[TASK STATEMENT]:
Reproduce the listing below precisely, leaving every line intact.

[DATA PROVIDED]:
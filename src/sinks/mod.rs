//! Built-in sinks

#[cfg(feature = "async-sinks")]
pub mod async_bridge;
pub mod console;
pub mod http;
pub mod memory;
pub mod rotating_file;

#[cfg(feature = "async-sinks")]
pub use async_bridge::AsyncSinkBridge;
pub use console::ConsoleSink;
pub use http::{
    Backoff, BatchMetrics, HttpMethod, HttpRequest, HttpSink, HttpSinkConfig, ReqwestTransport,
    Transport,
};
pub use memory::{MemorySink, MemorySinkHandle};
pub use rotating_file::{
    FileSinkConfig, FileSinkState, RotatingFileSink, RotationPolicy, RotationStrategy,
};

[ANSWER SECTION]:
filename src/sinks/mod.rs
//! Built-in sinks

#[cfg(feature = "async-sinks")]
pub mod async_bridge;
pub mod console;
pub mod http;
pub mod memory;
pub mod rotating_file;

#[cfg(feature = "async-sinks")]
pub use async_bridge::AsyncSinkBridge;
pub use console::ConsoleSink;
pub use http::{
    Backoff, BatchMetrics, HttpMethod, HttpRequest, HttpSink, HttpSinkConfig, ReqwestTransport,
    Transport,
};
pub use memory::{MemorySink, MemorySinkHandle};
pub use rotating_file::{
    FileSinkConfig, FileSinkState, RotatingFileSink, RotationPolicy, RotationStrategy,
};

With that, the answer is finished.